Twee jonge lieden, vrienden van den Vicomte, zouden de getuigen zijn. Het waren echte roués; alleen om een weinig in hunne denkbeelden te komen, en hen over te halen hem dien dienst te bewijzen, had de Vicomte hun dit huwelijk voorgesteld als een bedrog om Angèle te misleiden.

— Ik zou den Vicomte meer hooggeacht hebben, zoo hij moed gehad had voor de waarheid; een man moet voor iedere goede daad van zijn leven durven uitkomen, sprak de Markiezin met zooveel ernst in de stem en in het oog, dat Julien met eenige onrust antwoordde:

— De Vicomte was nog een knaap, en bedenk dat hij zich bewoog in een kring, waarin deugden en ondeugden van beteekenis waren veranderd.

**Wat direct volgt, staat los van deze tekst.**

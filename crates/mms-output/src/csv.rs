//! CSV output backend.
//!
//! Creates three files in the configured output directory:
//! - `entities.csv`
//! - `occupancy.csv`
//! - `summaries.csv`

use std::fs::File;
use std::path::Path;

use csv::Writer;

use crate::writer::OutputWriter;
use crate::{EntityRow, OutputResult, SummaryRow};

/// Writes run output to three CSV files.
pub struct CsvWriter {
    entities:  Writer<File>,
    occupancy: Writer<File>,
    summaries: Writer<File>,
    finished:  bool,
}

impl CsvWriter {
    /// Open (or create) the three CSV files in `dir` and write the header rows.
    pub fn new(dir: &Path) -> OutputResult<Self> {
        let mut entities = Writer::from_path(dir.join("entities.csv"))?;
        entities.write_record([
            "server_count", "entity_id", "gap", "service", "arrival", "start", "end", "server",
        ])?;

        let mut occupancy = Writer::from_path(dir.join("occupancy.csv"))?;
        occupancy.write_record(["server_count", "tick", "occupancy"])?;

        let mut summaries = Writer::from_path(dir.join("summaries.csv"))?;
        summaries.write_record([
            "server_count",
            "seed",
            "arrival_rate",
            "service_rate",
            "threshold",
            "violation_tally",
            "simulated_duration",
            "violation_fraction",
            "meets_spec",
        ])?;

        Ok(Self {
            entities,
            occupancy,
            summaries,
            finished: false,
        })
    }
}

impl OutputWriter for CsvWriter {
    fn write_entities(&mut self, rows: &[EntityRow]) -> OutputResult<()> {
        for row in rows {
            self.entities.write_record(&[
                row.server_count.to_string(),
                row.entity_id.to_string(),
                row.gap.to_string(),
                row.service.to_string(),
                row.arrival.to_string(),
                row.start.to_string(),
                row.end.to_string(),
                row.server.to_string(),
            ])?;
        }
        Ok(())
    }

    fn write_occupancy(&mut self, server_count: u32, series: &[u32]) -> OutputResult<()> {
        let s = server_count.to_string();
        for (tick, n) in series.iter().enumerate() {
            self.occupancy
                .write_record(&[s.clone(), tick.to_string(), n.to_string()])?;
        }
        Ok(())
    }

    fn write_summary(&mut self, row: &SummaryRow) -> OutputResult<()> {
        self.summaries.write_record(&[
            row.server_count.to_string(),
            row.seed.to_string(),
            row.arrival_rate.to_string(),
            row.service_rate.to_string(),
            row.threshold.to_string(),
            row.violation_tally.to_string(),
            row.simulated_duration.to_string(),
            row.violation_fraction.to_string(),
            (row.meets_spec as u8).to_string(),
        ])?;
        Ok(())
    }

    fn finish(&mut self) -> OutputResult<()> {
        if self.finished {
            return Ok(());
        }
        self.finished = true;
        self.entities.flush()?;
        self.occupancy.flush()?;
        self.summaries.flush()?;
        Ok(())
    }
}
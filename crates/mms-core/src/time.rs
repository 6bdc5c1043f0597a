//! Discrete simulation time.
//!
//! # Design
//!
//! Every instant in a run is a whole `Tick` (one second in the reference
//! scenario).  Variates are drawn as continuous seconds and quantized once,
//! through a [`Rounding`] policy, before any bookkeeping happens.  After
//! that point all arithmetic is exact integer arithmetic, which is what lets
//! the occupancy timeline be a plain array indexed by tick.

use std::fmt;

// ── Tick ─────────────────────────────────────────────────────────────────────

/// An absolute simulation tick counter.
#[derive(Copy, Clone, PartialEq, Eq, PartialOrd, Ord, Hash, Debug, Default)]
#[cfg_attr(feature = "serde", derive(serde::Serialize, serde::Deserialize))]
pub struct Tick(pub u64);

impl Tick {
    pub const ZERO: Tick = Tick(0);

    /// Cast to `usize` for indexing a per-tick array.
    #[inline(always)]
    pub fn index(self) -> usize {
        self.0 as usize
    }
}

impl std::ops::Add<u64> for Tick {
    type Output = Tick;
    #[inline]
    fn add(self, rhs: u64) -> Tick {
        Tick(self.0 + rhs)
    }
}

impl std::ops::Sub for Tick {
    type Output = u64;
    #[inline]
    fn sub(self, rhs: Tick) -> u64 {
        self.0 - rhs.0
    }
}

impl fmt::Display for Tick {
    fn fmt(&self, f: &mut fmt::Formatter<'_>) -> fmt::Result {
        write!(f, "T{}", self.0)
    }
}

// ── Rounding ──────────────────────────────────────────────────────────────────

/// How a continuous duration in seconds becomes a whole number of ticks.
#[derive(Copy, Clone, PartialEq, Eq, Hash, Debug, Default)]
#[cfg_attr(feature = "serde", derive(serde::Serialize, serde::Deserialize))]
#[cfg_attr(feature = "serde", serde(rename_all = "snake_case"))]
pub enum Rounding {
    /// Round up.  A customer never finishes early.
    #[default]
    Ceil,
    /// Round half away from zero.
    Nearest,
}

impl Rounding {
    /// Quantize `secs` to ticks.  Negative, NaN and infinite inputs map to 0.
    #[inline]
    pub fn quantize(self, secs: f64) -> u64 {
        if !secs.is_finite() || secs <= 0.0 {
            return 0;
        }
        let q = match self {
            Rounding::Ceil    => secs.ceil(),
            Rounding::Nearest => secs.round(),
        };
        q as u64
    }

    pub fn as_str(self) -> &'static str {
        match self {
            Rounding::Ceil    => "ceil",
            Rounding::Nearest => "nearest",
        }
    }
}

impl fmt::Display for Rounding {
    fn fmt(&self, f: &mut fmt::Formatter<'_>) -> fmt::Result {
        f.write_str(self.as_str())
    }
}
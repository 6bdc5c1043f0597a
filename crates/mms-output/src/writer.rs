//! The `OutputWriter` trait implemented by all backend writers.

use crate::{EntityRow, OutputResult, SummaryRow};

/// Trait implemented by the CSV and SQLite writers.
///
/// One writer may receive several runs (e.g. a sweep over server counts);
/// rows carry the server count so they stay distinguishable.
pub trait OutputWriter {
    /// Write a batch of placed entities.
    fn write_entities(&mut self, rows: &[EntityRow]) -> OutputResult<()>;

    /// Write the occupancy series of one run, one row per tick.
    fn write_occupancy(&mut self, server_count: u32, series: &[u32]) -> OutputResult<()>;

    /// Write one run summary row.
    fn write_summary(&mut self, row: &SummaryRow) -> OutputResult<()>;

    /// Flush and close all underlying handles.
    ///
    /// Idempotent — safe to call more than once.
    fn finish(&mut self) -> OutputResult<()>;
}
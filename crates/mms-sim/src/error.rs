use mms_core::MmsError;
use thiserror::Error;

#[derive(Debug, Error)]
pub enum SimError {
    #[error(transparent)]
    Config(#[from] MmsError),

    #[error("{what} length {got} does not match entity count {expected}")]
    SampleCountMismatch {
        expected: usize,
        got:      usize,
        what:     &'static str,
    },
}

pub type SimResult<T> = Result<T, SimError>;
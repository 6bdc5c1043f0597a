//! Framework error type.
//!
//! Sub-crates define their own error enums and wrap `MmsError` as one
//! variant via `#[from]`, so parameter validation reads the same everywhere.

use thiserror::Error;

/// The top-level error type for `mms-core` and a common base for sub-crates.
#[derive(Debug, Error)]
pub enum MmsError {
    /// A run parameter is out of range.  Raised once at entry, before any
    /// event processing begins.
    #[error("invalid parameter `{name}`: {reason}")]
    InvalidParameter {
        name:   &'static str,
        reason: String,
    },
}

impl MmsError {
    pub(crate) fn invalid(name: &'static str, reason: impl Into<String>) -> Self {
        MmsError::InvalidParameter { name, reason: reason.into() }
    }
}

/// Shorthand result type for all `mms-*` crates.
pub type MmsResult<T> = Result<T, MmsError>;

/// Reject rates that are zero, negative, NaN or infinite.
pub(crate) fn check_rate(name: &'static str, rate: f64) -> MmsResult<()> {
    if rate.is_finite() && rate > 0.0 {
        Ok(())
    } else {
        Err(MmsError::invalid(name, format!("must be positive and finite, got {rate}")))
    }
}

Het vervolg moet hem in uwe oogen nog meer veroordeelen, maar vergeef gij het hem, want hij heeft het zich zelven nooit vergeven.

— Ik zou daartoe mogelijk kunnen komen, zoo gij uw naam hadt genoemd, Julien! sprak de Markiezin.

— Gij zoudt mij eerder iets vergeven dan een ander, Loïse? vroeg hij levendig.

— Dat heb ik niet gezegd, hernam de Markiezin schielijk. Alleen waarom verbergt gij wat zoo licht is te doorzien? Alles verraadt u — de verbroken verbintenis, de broeder, die geen ander kon zijn dan de bekende Hertog de Sabran…

— Welnu, ja! Markiezin, het is mijne geschiedenis die gij hoort; zal ik vervolgen?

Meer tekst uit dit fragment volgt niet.